When he gets home at the night’s end, he finds Samantha there waiting at his door. “I need your help,” she says. With only one episode left, it’s hard to say whether this will mean redemption for them both or just another story with no ending and no hard suspects.
Off the Record
• Josef Kubota Wladyka, director of episodes two and three, is back at the helm for this week’s chapters — a chiasmatic handoff that serves the material well. In the last recap, I mentioned that Hikari’s directorial work in episodes four and five infused the series with a warmer sense of character and meticulous camerawork that propelled the action forward in a uniquely immediate, kinetic way. Wladyka sort of piggy-backs on those added dimensions here while re-igniting the show’s core Michael Mann-ness so everything hums on a cool, sublime register.

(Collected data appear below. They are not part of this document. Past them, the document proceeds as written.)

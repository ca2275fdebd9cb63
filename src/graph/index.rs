//! In-memory relationship index.
//!
//! Edges live in a flat map keyed by [`RelationshipId`]; a triple index
//! enforces uniqueness and an adjacency index maps each entity to the edges
//! touching it. Entities are referenced only by id, so deleting one is a
//! plain index operation.

use chrono::{DateTime, Utc};
use std::collections::{BTreeSet, HashMap};

use super::types::{Relationship, RelationshipId, RelationshipInput, RelationshipType, Triple};
use crate::entity::EntityId;
use crate::error::{Error, Result};

/// Result of a caller-driven relationship upsert.
#[derive(Debug, Clone, PartialEq)]
pub enum UpsertOutcome {
    /// A new edge was stored.
    Inserted(Relationship),
    /// An existing edge was overwritten (explicit replace).
    Replaced(Relationship),
    /// An identical edge already existed.
    Unchanged(Relationship),
}

impl UpsertOutcome {
    pub fn relationship(&self) -> &Relationship {
        match self {
            Self::Inserted(r) | Self::Replaced(r) | Self::Unchanged(r) => r,
        }
    }

    pub fn into_relationship(self) -> Relationship {
        match self {
            Self::Inserted(r) | Self::Replaced(r) | Self::Unchanged(r) => r,
        }
    }

    pub fn is_mutation(&self) -> bool {
        !matches!(self, Self::Unchanged(_))
    }
}

/// Result of merging an inferred edge.
#[derive(Debug, Clone, Copy, PartialEq, Eq)]
pub enum InferredOutcome {
    Created,
    Strengthened,
    Unchanged,
}

/// Typed, directed edges indexed by id, triple and endpoint.
#[derive(Debug, Clone, Default)]
pub struct RelationshipGraph {
    edges: HashMap<RelationshipId, Relationship>,
    triples: HashMap<Triple, RelationshipId>,
    adjacency: HashMap<EntityId, BTreeSet<RelationshipId>>,
}

impl RelationshipGraph {
    pub fn new() -> Self {
        Self::default()
    }

    pub fn len(&self) -> usize {
        self.edges.len()
    }

    pub fn is_empty(&self) -> bool {
        self.edges.is_empty()
    }

    pub fn get(&self, id: &RelationshipId) -> Option<&Relationship> {
        self.edges.get(id)
    }

    pub fn iter(&self) -> impl Iterator<Item = &Relationship> {
        self.edges.values()
    }

    /// Look up an edge by its exact triple.
    pub fn find(&self, triple: &Triple) -> Option<&Relationship> {
        self.triples.get(triple).and_then(|id| self.edges.get(id))
    }

    /// Look up an edge by triple, also accepting the reverse direction for
    /// symmetric types.
    pub fn find_link(
        &self,
        source: EntityId,
        target: EntityId,
        relationship_type: RelationshipType,
    ) -> Option<&Relationship> {
        self.find(&(source, target, relationship_type)).or_else(|| {
            if relationship_type.is_symmetric() {
                self.find(&(target, source, relationship_type))
            } else {
                None
            }
        })
    }

    /// Edges touching an entity, ordered by relationship id.
    pub fn edges_of<'a>(&'a self, id: &EntityId) -> impl Iterator<Item = &'a Relationship> + 'a {
        self.adjacency
            .get(id)
            .into_iter()
            .flat_map(|ids| ids.iter())
            .filter_map(move |rid| self.edges.get(rid))
    }

    /// Whether any edge connects `a` and `b`, in either direction.
    pub fn connected(&self, a: &EntityId, b: &EntityId) -> bool {
        self.edges_of(a).any(|r| r.other_end(a) == Some(*b))
    }

    /// Insert or replace according to the uniqueness rules.
    ///
    /// Endpoint existence is the caller's concern.
    pub fn upsert(&mut self, input: RelationshipInput, now: DateTime<Utc>) -> Result<UpsertOutcome> {
        input.validate()?;

        if let Some(existing) = self.find(&input.triple()) {
            if existing.same_attributes(&input) {
                return Ok(UpsertOutcome::Unchanged(existing.clone()));
            }
            if !input.replace {
                return Err(Error::conflict(format!(
                    "relationship {} {} {} already exists with different attributes",
                    input.source_id, input.relationship_type, input.target_id
                )));
            }

            let mut replaced = existing.clone();
            replaced.strength = input.strength;
            replaced.confidence = input.confidence;
            replaced.evidence = input.evidence;
            replaced.last_validated = now;
            self.edges.insert(replaced.id, replaced.clone());
            return Ok(UpsertOutcome::Replaced(replaced));
        }

        let relationship = input.into_relationship(now);
        self.index(relationship.clone());
        Ok(UpsertOutcome::Inserted(relationship))
    }

    /// Store an already-materialized edge, e.g. from a snapshot.
    ///
    /// Returns `false` and stores nothing when the triple or id is taken.
    pub fn insert(&mut self, relationship: Relationship) -> bool {
        if self.triples.contains_key(&relationship.triple())
            || self.edges.contains_key(&relationship.id)
        {
            return false;
        }
        self.index(relationship);
        true
    }

    /// Merge an inferred edge without duplicating or weakening existing ones.
    pub fn merge_inferred(&mut self, input: RelationshipInput, now: DateTime<Utc>) -> InferredOutcome {
        let existing_id = self
            .find_link(input.source_id, input.target_id, input.relationship_type)
            .map(|r| r.id);

        match existing_id.and_then(|id| self.edges.get_mut(&id)) {
            Some(existing) => {
                if input.confidence <= existing.confidence {
                    return InferredOutcome::Unchanged;
                }
                existing.confidence = input.confidence;
                existing.strength = existing.strength.max(input.strength);
                for item in input.evidence {
                    if !existing.evidence.contains(&item) {
                        existing.evidence.push(item);
                    }
                }
                existing.last_validated = now;
                InferredOutcome::Strengthened
            }
            None => {
                self.index(input.into_relationship(now));
                InferredOutcome::Created
            }
        }
    }

    /// Remove one edge.
    pub fn remove(&mut self, id: &RelationshipId) -> Option<Relationship> {
        let relationship = self.edges.remove(id)?;
        self.triples.remove(&relationship.triple());
        for endpoint in [relationship.source_id, relationship.target_id] {
            if let Some(ids) = self.adjacency.get_mut(&endpoint) {
                ids.remove(id);
                if ids.is_empty() {
                    self.adjacency.remove(&endpoint);
                }
            }
        }
        Some(relationship)
    }

    /// Remove every edge touching an entity.
    pub fn remove_entity(&mut self, id: &EntityId) -> Vec<Relationship> {
        let ids: Vec<RelationshipId> = self
            .adjacency
            .get(id)
            .map(|ids| ids.iter().copied().collect())
            .unwrap_or_default();

        ids.iter().filter_map(|rid| self.remove(rid)).collect()
    }

    /// Edge counts grouped by type.
    pub fn count_by_type(&self) -> HashMap<RelationshipType, u64> {
        let mut counts = HashMap::new();
        for relationship in self.edges.values() {
            *counts.entry(relationship.relationship_type).or_insert(0) += 1;
        }
        counts
    }

    fn index(&mut self, relationship: Relationship) {
        let id = relationship.id;
        self.triples.insert(relationship.triple(), id);
        self.adjacency
            .entry(relationship.source_id)
            .or_default()
            .insert(id);
        self.adjacency
            .entry(relationship.target_id)
            .or_default()
            .insert(id);
        self.edges.insert(id, relationship);
    }
}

• I must say I’m surprised at how quickly things went south for Tozawa. But also, it checks out, seeing how he was an ailing boogeyman standing in front of the real mastermind of this whole takeover operation. As things stand, he’s a fascinating case study in power fenced in by the inevitability of decay.
• Now is a good time to finally acknowledge how sick the music has been in this show. Really popped off in a big way in these episodes. Props to composers Danny Bensi and Saunder Jurriaans for crafting a sound as dank and pulsating as the Tokyo night air.
• Incredible whole-ass scene dedicated to referencing The Matrix. “Show what happens when you take the red pill.” LOL.
• I was pretty stoked when Sato took Matsuo out of the picture. It obviously made a winning setup for a compelling emotional arch between Sato and Samantha, and it was a relief to know that the remainder of Samantha’s arch this season wouldn’t be taken up with, like, having to deal with this creep, ya know?
• Eimi continues to be an MVP, really holding down the journalism fort, providing both emotional heft and ethos to her craft. Mirroring a scene with Jake from a few episodes ago, she doesn’t let Miyamoto get away with calling his apprehended suspect “some girl’s murderer.” The murdered girl was Karo Shoda, she explains. “Twenty-four years old, lived alone in Jiyugaoka. Collected vintage eyeglass frames, loved shoo manga. Karoi Shoda. Not ‘some girl.’” As she’ll explain later to Jake, Eimi does what she does despite the indifference because somebody has to tell the truth. “Someone,” she says, “has to build the wall of information, brick by brick, until the fact can’t be ignored and things have to change.”